People who travel on the pilgrimage often carry some holy water, so TSA needed to explain to them how you carry liquids. That sort of thing. It didn‘t change any security protocols. It just gave some background on some travelers they might be seeing in this two, three, four-week period. We found in the past two years, we have no complaints filed from any traveler returning from a pilgrimage. . . . It‘s just one of probably a dozen different projects that we‘ve worked on with the Muslim community that have been very well received. They‘re win-win – good for the community and good for the government.
The second area I think that we‘ve made a really good mark in is in the area of helping the emergency management community better respond to what they refer to as special needs populations. Those are primarily people with disabilities. We worked with the White House. The president had signed an executive order putting us in charge of an interagency coordinating council on these issues, and then when Hurricane Katrina hit we … actually deployed people to . . . Baton Rouge and Austin, Texas, to work on these issues.
Then, subsequent to Hurricane Katrina, we‘ve worked on some really important guidance to state and local governments on how to integrate people with disabilities and their skills and abilities into the emergency operations plans. So we made a big impact, I think, also in that area.
Q. As you know, there has been a lot of turnover in DHS, but you have been in your position for five years. What‘s the secret to your staying power?
A. Well, really we found that … our whole office has very low turnover and high morale. I think we love what we do, and that‘s true for me. I tell people I think I have the best job in the government. I‘m enthusiastic about getting into work every day and it‘s a great group of people that we work with. So, the subject matter area and we have a great team of people here in our office – that makes it worthwhile.
Q. Are you hoping to stay beyond the Bush administration in your position?
A. As I said, I love my job. I‘ve been in the career service since 1987. This job is a political appointment, but I have been nominated to be the chairman of the new Privacy and Civil Liberties Oversight Board and that nomination is in front of the Senate now. So, if the Senate chooses to confirm me, then I would go and begin that new agency. That is for a term of six years, again, if the Senate confirms me.
That would allow me to continue to work in these same issue areas, but provide advice to a wider range of federal agencies. It would be an independent agency of government that would serve as a resource for all the agencies in the executive branch, not here just within our department. It would also be very interactive with the Congress, trying to assist them in any way we could to understand the issues that occur in the areas of civil liberties and privacy. So, again, if the Senate confirms me, it would be my plan to go and help start this new agency where we would continue to work on many of the same issues.

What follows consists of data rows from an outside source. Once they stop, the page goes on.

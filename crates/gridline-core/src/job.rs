//! Jobs, job outcomes and gate results.

use crate::axis::{ArtifactTag, Combination};
use crate::ids::{JobId, TriggerId};
use crate::ErrorKind;
use chrono::{DateTime, Utc};
use serde::{Deserialize, Serialize};
use std::collections::BTreeMap;
use std::fmt;
use std::path::PathBuf;
use std::sync::Arc;

/// Lifecycle state of a job.
#[derive(Debug, Clone, Copy, PartialEq, Eq, Serialize, Deserialize)]
#[serde(rename_all = "snake_case")]
pub enum JobState {
    Pending,
    Provisioning,
    Installing,
    Staging,
    Testing,
    Reporting,
    Finished,
}

impl JobState {
    pub fn is_terminal(&self) -> bool {
        matches!(self, JobState::Finished)
    }
}

/// A provisioned, network-addressable service.
#[derive(Debug, Clone, PartialEq, Eq, Serialize, Deserialize)]
pub struct ServiceEndpoint {
    pub service: String,
    pub host: String,
    pub port: u16,
    /// Environment-style discovery pairs exported to install and test steps.
    pub env: BTreeMap<String, String>,
    /// Provisioner-specific handle (e.g. a container id).
    #[serde(default, skip_serializing_if = "Option::is_none")]
    pub handle: Option<String>,
}

/// One unit of work created from a surviving combination.
#[derive(Debug, Clone)]
pub struct Job {
    pub id: JobId,
    pub trigger_id: TriggerId,
    /// Position within the trigger's job list.
    pub index: usize,
    pub combination: Arc<Combination>,
    pub services: Vec<ServiceEndpoint>,
    pub state: JobState,
}

impl Job {
    pub fn new(trigger_id: TriggerId, index: usize, combination: Arc<Combination>) -> Self {
        Self {
            id: JobId::new(),
            trigger_id,
            index,
            combination,
            services: Vec::new(),
            state: JobState::Pending,
        }
    }

    pub fn tag(&self) -> &ArtifactTag {
        self.combination.tag()
    }

    /// Merged discovery environment of every provisioned service.
    pub fn service_env(&self) -> BTreeMap<String, String> {
        self.services
            .iter()
            .flat_map(|s| s.env.iter().map(|(k, v)| (k.clone(), v.clone())))
            .collect()
    }

    pub fn transition(&mut self, state: JobState) {
        tracing::debug!(job = %self.id, from = ?self.state, to = ?state, "Job state transition");
        self.state = state;
    }
}

/// Terminal outcome of a job.
#[derive(Debug, Clone, PartialEq, Eq, Serialize, Deserialize)]
#[serde(tag = "outcome", rename_all = "snake_case")]
pub enum JobOutcome {
    Passed,
    Failed { reason: String },
    InfrastructureError { step: String, message: String },
}

impl JobOutcome {
    pub fn is_passed(&self) -> bool {
        matches!(self, JobOutcome::Passed)
    }

    /// Error classification for a non-passing outcome.
    pub fn error_kind(&self) -> Option<ErrorKind> {
        match self {
            JobOutcome::Passed => None,
            JobOutcome::Failed { .. } => Some(ErrorKind::TestFailure),
            JobOutcome::InfrastructureError { .. } => Some(ErrorKind::Infrastructure),
        }
    }
}

impl fmt::Display for JobOutcome {
    fn fmt(&self, f: &mut fmt::Formatter<'_>) -> fmt::Result {
        match self {
            JobOutcome::Passed => write!(f, "passed"),
            JobOutcome::Failed { reason } => write!(f, "failed: {}", reason),
            JobOutcome::InfrastructureError { step, message } => {
                write!(f, "infrastructure error during {}: {}", step, message)
            }
        }
    }
}

/// What a finished job hands to the gate.
#[derive(Debug, Clone, PartialEq, Eq, Serialize, Deserialize)]
pub struct JobReport {
    pub job_id: JobId,
    pub trigger_id: TriggerId,
    /// Position of the job within its trigger.
    pub index: usize,
    pub name: String,
    pub tag: ArtifactTag,
    pub outcome: JobOutcome,
    #[serde(default)]
    pub artifacts: Vec<PathBuf>,
    pub started_at: DateTime<Utc>,
    pub finished_at: DateTime<Utc>,
}

impl JobReport {
    pub fn duration_ms(&self) -> u64 {
        (self.finished_at - self.started_at)
            .num_milliseconds()
            .max(0) as u64
    }
}

/// Overall gate status.
#[derive(Debug, Clone, Copy, PartialEq, Eq, Serialize, Deserialize)]
#[serde(rename_all = "snake_case")]
pub enum GateStatus {
    Pass,
    Fail,
}

/// One job's line in the gate.
#[derive(Debug, Clone, PartialEq, Eq, Serialize, Deserialize)]
pub struct GateEntry {
    pub job_id: JobId,
    pub index: usize,
    pub name: String,
    pub tag: ArtifactTag,
    pub outcome: JobOutcome,
}

/// The single aggregate signal for a trigger.
#[derive(Debug, Clone, PartialEq, Eq, Serialize, Deserialize)]
pub struct GateResult {
    pub trigger_id: TriggerId,
    /// Entries ordered by job index.
    pub entries: Vec<GateEntry>,
    pub aggregate: GateStatus,
    pub completed_at: DateTime<Utc>,
}

impl GateResult {
    pub fn passed(&self) -> bool {
        self.aggregate == GateStatus::Pass
    }

    pub fn job_results(&self) -> BTreeMap<JobId, bool> {
        self.entries
            .iter()
            .map(|e| (e.job_id, e.outcome.is_passed()))
            .collect()
    }

    pub fn failures(&self) -> impl Iterator<Item = &GateEntry> {
        self.entries.iter().filter(|e| !e.outcome.is_passed())
    }
}

#[cfg(test)]
mod tests {
    use super::*;

    #[test]
    fn test_outcome_kinds() {
        assert_eq!(JobOutcome::Passed.error_kind(), None);
        assert_eq!(
            JobOutcome::Failed {
                reason: "x".into()
            }
            .error_kind(),
            Some(ErrorKind::TestFailure)
        );
        assert_eq!(
            JobOutcome::InfrastructureError {
                step: "provision".into(),
                message: "timeout".into()
            }
            .error_kind(),
            Some(ErrorKind::Infrastructure)
        );
    }

    #[test]
    fn test_outcome_serialization() {
        let json = serde_json::to_value(JobOutcome::InfrastructureError {
            step: "install".into(),
            message: "pip exited 1".into(),
        })
        .unwrap();
        assert_eq!(json["outcome"], "infrastructure_error");
        assert_eq!(json["step"], "install");
    }
}
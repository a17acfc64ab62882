//! Matrix resolution, trigger dispatch and gating for Gridline.

pub mod bus;
pub mod dispatch;
pub mod exclusion;
pub mod gate;
pub mod matrix;
pub mod triggers;

pub use bus::InMemoryEventBus;
pub use dispatch::{Dispatcher, TriggerHandle};
pub use exclusion::ExclusionEngine;
pub use gate::GateAggregator;
pub use matrix::{MatrixPlan, MatrixResolver, ResolvedMatrix};
pub use triggers::{GitRef, TriggerEvent, TriggerMatcher};
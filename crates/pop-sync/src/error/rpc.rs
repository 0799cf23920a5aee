// SPDX-License-Identifier: GPL-3.0

//! RPC client error types.

use thiserror::Error;

/// Errors that can occur when interacting with the RPC client.
#[derive(Debug, Error)]
pub enum RpcClientError {
	/// Failed to connect to the RPC endpoint.
	#[error("Failed to connect to {endpoint}: {message}")]
	ConnectionFailed {
		/// The endpoint URL that failed to connect.
		endpoint: String,
		/// The error message describing the failure.
		message: String,
	},
	/// RPC request failed.
	#[error("RPC request `{method}` failed: {message}")]
	RequestFailed {
		/// The RPC method that failed.
		method: &'static str,
		/// The error message describing the failure.
		message: String,
	},
}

Q. What should the Office of Civil Liberties and Civil Rights goals be or what should it be doing for the next five years?
A. We‘ve actually come up with a plan. We do every year. We come up with a list of 10 priorities or 10 projects that we want to be focusing on. A lot of them have to do with the subject matter areas I talked to you about, like deepening our work with America‘s Muslim and Arab communities and making our work with the intelligence community more effective. Some of our goals for this upcoming year are really to provide guidance to the current leadership of our department and then also anticipating a transition to new leaders in the upcoming year and years, that we would provide effective guidance throughout this whole year and the transition period. So, a lot of our goals really relate to transition as well.